Sunday, July 13, 2014

Louis Zamperini Unbroken

On July 3rd, Louis Zamperini died. He had faced death many times as a young man. And defied the "odds" many more. As a POW of Japan he was beaten, starved, experimented upon, and dehumanized. It was with God's grace that he survived to be 97. You can sign the guest book HERE.

The video documentary is an excellent snapshot of Zamperini's life as portrayed in the still, after four years, best-seller Unbroken.

It is hoped that the movie will inspire the many, still-existing Japanese corporations that used and abused the POWs they requested from Imperial Japan's Army Ministry to finally acknowledge how they treated POWs and to offer an apology. Zamperini, like all POW slave laborers, was tormented by Japanese corporate employees as much as by Japanese soldiers.

In Japan, after a brutal interrogation at the infamous Naval Interrogation Center in Ofuna in Kamakura, Zamperini was sent to Tokyo Base Camp # 1 Omori. There he was a slave laborer for Nippon Express. In March 1945, Zamperini was sent north to Niigata to Tokyo-04-Branch Camp where he was a slave laborer for ShinEtsu Chemical and Nippon Steel & Sumikin Stainless Corp. Naoetsu (NSSC, formerly Nippon Stainless). Although Bird was a military POW guard, his job was to ensure discipline among the POW laborers for the company and it is possible that he was paid by the company and not the government as many were. 

To date, no Japanese company has formally, officially acknowledged or offered an apology for their use and abuse of Allied POW slave labor. Two current Abe Cabinet members, ASO Taro (Finance) and HAYASHI Yoshimasa (Agriculture) have direct family ties and stock holdings in companies that used POW slave labor. 
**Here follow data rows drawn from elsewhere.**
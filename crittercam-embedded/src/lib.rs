#![no_std]

extern crate alloc;

pub mod camera;
pub mod clock;
pub mod config;
pub mod coordinator;
pub mod error;
pub mod network;
pub mod orchestrator;
pub mod power;
pub mod scheduler;
pub mod storage;

pub use error::*;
At both the Omori and Naeotsu POW slave labor camps, Zamperini was singled out for special torture by Mutsuhiro Watanabe, know as "The Bird." In explicably, he followed Zamperini to Naeotsu. Although, both Japanese guards and POWs acknowledged that Watanabe as a cruel psychopath, no superior ever tried to stop him. As Watanabe observes, he was not given any military orders on how to treat the POWs. Yet, as you see below, Zamperini found it possible to forgive him. Watanabe refused to meet with Zamperini and felt it only natural to beat and kick POWs. In the interview above, Watanabe brushes off his cruelty as simply the judgement of Westerners.